Estava eu agora a caminho de Moose Jaw, na Província de Saskatchewan. A jornada era de uns 650km por caminhos retos e grandes planícies. Eu tinha programado distâncias não muito grandes para os primeiros dias, para ir me acostumando. Ótimas estradas no Canadá, com a perspectiva de depois, na volta, cruzar os Estados Unidos de norte a sul, isto era um prêmio após trechos esburacados no Brasil e as fronteiras “burrocráticas” na América Central. Sentia-me confortável nas estradas, e estava imensamente feliz por estar ali com a minha motoca, pela primeira vez na vida entre as grandes pradarias do Canadá, apesar de que as saudades de casa já começavam a se infiltrar pelas estreitas rachaduras das minhas convicções.

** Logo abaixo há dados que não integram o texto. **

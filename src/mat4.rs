// mat4.rs — 4x4 homogeneous transform, row-major, value semantics

use glam::Vec4;
use std::ops::Mul;

/// Row-major 4x4 matrix: element `(r, c)` lives at flat index `r * 4 + c`.
///
/// Every builder and composition returns a new value, so a transform held
/// by a caller is never changed by a later operation.
#[repr(C)]
#[derive(Debug, Clone, Copy, PartialEq, bytemuck::Pod, bytemuck::Zeroable)]
pub struct Mat4 {
    m: [f32; 16],
}

impl Default for Mat4 {
    fn default() -> Self {
        Self::IDENTITY
    }
}

impl Mat4 {
    #[rustfmt::skip]
    pub const IDENTITY: Self = Self::from_array([
        1.0, 0.0, 0.0, 0.0,
        0.0, 1.0, 0.0, 0.0,
        0.0, 0.0, 1.0, 0.0,
        0.0, 0.0, 0.0, 1.0,
    ]);

    pub const fn from_array(m: [f32; 16]) -> Self {
        Self { m }
    }

    pub fn to_array(&self) -> [f32; 16] {
        self.m
    }

    pub fn as_slice(&self) -> &[f32] {
        &self.m
    }

    pub fn get(&self, row: usize, col: usize) -> f32 {
        self.m[row * 4 + col]
    }

    /// Copy of `self` with a single entry replaced.
    pub fn with_entry(mut self, row: usize, col: usize, value: f32) -> Self {
        self.m[row * 4 + col] = value;
        self
    }

    /// `self · rhs`. Order matters: the right-hand side is applied after `self`
    /// when vectors are multiplied from the left (see [`Mat4::apply_to_vector`]).
    pub fn compose(&self, rhs: &Mat4) -> Mat4 {
        let mut out = [0.0f32; 16];
        for (i, o) in out.iter_mut().enumerate() {
            let row = i / 4;
            let col = i % 4;
            let mut v = 0.0;
            for j in 0..4 {
                v += self.m[row * 4 + j] * rhs.m[j * 4 + col];
            }
            *o = v;
        }
        Mat4::from_array(out)
    }

    /// Row vector on the left: `out[i] = Σ_j v[j] · m[j][i]`.
    ///
    /// This is the same product the GPU performs when the row-major array is
    /// uploaded as a column-major uniform and multiplied as `M * v`.
    pub fn apply_to_vector(&self, v: Vec4) -> Vec4 {
        let v = v.to_array();
        let mut out = [0.0f32; 4];
        for (i, o) in out.iter_mut().enumerate() {
            let mut acc = 0.0;
            for (j, vj) in v.iter().enumerate() {
                acc += self.m[j * 4 + i] * vj;
            }
            *o = acc;
        }
        Vec4::from_array(out)
    }

    pub fn approx_eq(&self, other: &Mat4, eps: f32) -> bool {
        self.m
            .iter()
            .zip(other.m.iter())
            .all(|(a, b)| (a - b).abs() <= eps)
    }

    // --- elementary builders ---

    #[rustfmt::skip]
    pub fn translation(x: f32, y: f32, z: f32) -> Mat4 {
        Mat4::from_array([
            1.0, 0.0, 0.0, 0.0,
            0.0, 1.0, 0.0, 0.0,
            0.0, 0.0, 1.0, 0.0,
            x,   y,   z,   1.0,
        ])
    }

    #[rustfmt::skip]
    pub fn scaling(x: f32, y: f32, z: f32) -> Mat4 {
        Mat4::from_array([
            x,   0.0, 0.0, 0.0,
            0.0, y,   0.0, 0.0,
            0.0, 0.0, z,   0.0,
            0.0, 0.0, 0.0, 1.0,
        ])
    }

    pub fn uniform_scaling(s: f32) -> Mat4 {
        Mat4::scaling(s, s, s)
    }

    #[rustfmt::skip]
    pub fn rotation_x(theta: f32) -> Mat4 {
        let (s, c) = theta.sin_cos();
        Mat4::from_array([
            1.0, 0.0, 0.0, 0.0,
            0.0, c,   s,   0.0,
            0.0, -s,  c,   0.0,
            0.0, 0.0, 0.0, 1.0,
        ])
    }

    #[rustfmt::skip]
    pub fn rotation_y(theta: f32) -> Mat4 {
        let (s, c) = theta.sin_cos();
        Mat4::from_array([
            c,   0.0, -s,  0.0,
            0.0, 1.0, 0.0, 0.0,
            s,   0.0, c,   0.0,
            0.0, 0.0, 0.0, 1.0,
        ])
    }

    #[rustfmt::skip]
    pub fn rotation_z(theta: f32) -> Mat4 {
        let (s, c) = theta.sin_cos();
        Mat4::from_array([
            c,   s,   0.0, 0.0,
            -s,  c,   0.0, 0.0,
            0.0, 0.0, 1.0, 0.0,
            0.0, 0.0, 0.0, 1.0,
        ])
    }

    // --- fluent post-composition: `a.rotate_x(t)` == `a.compose(&rotation_x(t))` ---

    pub fn translate(&self, x: f32, y: f32, z: f32) -> Mat4 {
        self.compose(&Mat4::translation(x, y, z))
    }

    pub fn translate_z(&self, z: f32) -> Mat4 {
        self.translate(0.0, 0.0, z)
    }

    pub fn scale(&self, x: f32, y: f32, z: f32) -> Mat4 {
        self.compose(&Mat4::scaling(x, y, z))
    }

    pub fn scale_uniform(&self, s: f32) -> Mat4 {
        self.compose(&Mat4::uniform_scaling(s))
    }

    pub fn rotate_x(&self, theta: f32) -> Mat4 {
        self.compose(&Mat4::rotation_x(theta))
    }

    pub fn rotate_y(&self, theta: f32) -> Mat4 {
        self.compose(&Mat4::rotation_y(theta))
    }

    pub fn rotate_z(&self, theta: f32) -> Mat4 {
        self.compose(&Mat4::rotation_z(theta))
    }
}

impl Mul for Mat4 {
    type Output = Mat4;

    fn mul(self, rhs: Mat4) -> Mat4 {
        self.compose(&rhs)
    }
}

impl Mul<&Mat4> for &Mat4 {
    type Output = Mat4;

    fn mul(self, rhs: &Mat4) -> Mat4 {
        self.compose(rhs)
    }
}

#[cfg(test)]
mod tests {
    use super::*;

    const EPS: f32 = 1e-6;

    #[rustfmt::skip]
    fn sample() -> Mat4 {
        Mat4::from_array([
            1.0,  2.0,  3.0,  4.0,
            5.0,  6.0,  7.0,  8.0,
            9.0,  10.0, 11.0, 12.0,
            13.0, 14.0, 15.0, 16.0,
        ])
    }

    #[test]
    fn identity_is_neutral_on_both_sides() {
        let a = sample().rotate_x(0.3).translate(1.0, -2.0, 0.5);
        assert!(a.compose(&Mat4::IDENTITY).approx_eq(&a, EPS));
        assert!(Mat4::IDENTITY.compose(&a).approx_eq(&a, EPS));
        assert_eq!(Mat4::default(), Mat4::IDENTITY);
    }

    #[test]
    fn compose_is_row_major_product() {
        let a = sample();
        let b = Mat4::translation(1.0, 2.0, 3.0);
        let c = a.compose(&b);
        // Row 0 of a times translation: last row of b adds a[0][3] * (1, 2, 3).
        assert_eq!(c.get(0, 0), 1.0 + 4.0 * 1.0);
        assert_eq!(c.get(0, 1), 2.0 + 4.0 * 2.0);
        assert_eq!(c.get(0, 2), 3.0 + 4.0 * 3.0);
        assert_eq!(c.get(0, 3), 4.0);
        assert_eq!(c.get(3, 0), 13.0 + 16.0 * 1.0);
    }

    #[test]
    fn compose_is_not_commutative() {
        let a = Mat4::rotation_x(0.4);
        let b = Mat4::rotation_y(0.7);
        assert!(!a.compose(&b).approx_eq(&b.compose(&a), 1e-4));
    }

    #[test]
    fn fluent_chain_appends_on_the_right() {
        let a = sample();
        let chained = a.rotate_x(0.25).rotate_y(-0.5);
        let explicit = a
            .compose(&Mat4::rotation_x(0.25))
            .compose(&Mat4::rotation_y(-0.5));
        assert_eq!(chained, explicit);

        let reversed = a
            .compose(&Mat4::rotation_y(-0.5))
            .compose(&Mat4::rotation_x(0.25));
        assert!(!chained.approx_eq(&reversed, 1e-3));
    }

    #[test]
    fn builders_leave_source_untouched() {
        let a = Mat4::rotation_z(0.1);
        let snapshot = a;
        let _ = a.scale(2.0, 3.0, 4.0).translate_z(-0.1);
        assert_eq!(a, snapshot);
    }

    #[test]
    fn apply_uses_row_vector_convention() {
        let t = Mat4::translation(1.0, 2.0, 3.0);
        let p = t.apply_to_vector(Vec4::new(0.0, 0.0, 0.0, 1.0));
        assert_eq!(p, Vec4::new(1.0, 2.0, 3.0, 1.0));

        // Directions ignore translation.
        let d = t.apply_to_vector(Vec4::new(1.0, 0.0, 0.0, 0.0));
        assert_eq!(d, Vec4::new(1.0, 0.0, 0.0, 0.0));

        // Column of the matrix, not row: picks m[j][i].
        let a = sample();
        let e0 = a.apply_to_vector(Vec4::new(1.0, 0.0, 0.0, 0.0));
        assert_eq!(e0, Vec4::new(1.0, 2.0, 3.0, 4.0));
    }

    #[test]
    fn rotation_entries() {
        let t = 0.3f32;
        let (s, c) = t.sin_cos();
        let rx = Mat4::rotation_x(t);
        assert_eq!((rx.get(1, 1), rx.get(1, 2), rx.get(2, 1), rx.get(2, 2)), (c, s, -s, c));
        let ry = Mat4::rotation_y(t);
        assert_eq!((ry.get(0, 0), ry.get(0, 2), ry.get(2, 0), ry.get(2, 2)), (c, -s, s, c));
        let rz = Mat4::rotation_z(t);
        assert_eq!((rz.get(0, 0), rz.get(0, 1), rz.get(1, 0), rz.get(1, 1)), (c, s, -s, c));
    }

    #[test]
    fn rotations_preserve_length() {
        let v = Vec4::new(0.3, -0.4, 0.5, 0.0);
        let m = Mat4::IDENTITY.rotate_x(1.1).rotate_y(-2.3).rotate_z(0.7);
        let r = m.apply_to_vector(v);
        assert!((r.length() - v.length()).abs() < 1e-5);
    }

    #[test]
    fn zero_scale_collapses() {
        let m = Mat4::IDENTITY.scale(0.0, 1.0, 1.0);
        let p = m.apply_to_vector(Vec4::new(5.0, 1.0, 1.0, 1.0));
        assert_eq!(p.x, 0.0);
        assert_eq!(Mat4::uniform_scaling(2.0), Mat4::scaling(2.0, 2.0, 2.0));
    }

    #[test]
    fn mul_operator_matches_compose() {
        let a = Mat4::rotation_x(0.2);
        let b = Mat4::translation(0.0, 0.0, -0.1);
        assert_eq!(a * b, a.compose(&b));
        assert_eq!(&a * &b, a.compose(&b));
    }
}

Pensava na vida em Sorocaba. Muitas vezes, assim nas estradas, começo a ter diálogos com meu pai, falecido em 2001. Engraçado, ainda temos nossas conversas, e ainda discutimos de vez em quando. Eu estou em estradas retas, tranqüilas, tendo o horizonte como companhia, o barulho tranqüilo e seguro do motor da V-Strom, e então, quando não estou cantando as poucas canções que conheço de cor, estou simplesmente deixando um fluxo de consciência se libertar.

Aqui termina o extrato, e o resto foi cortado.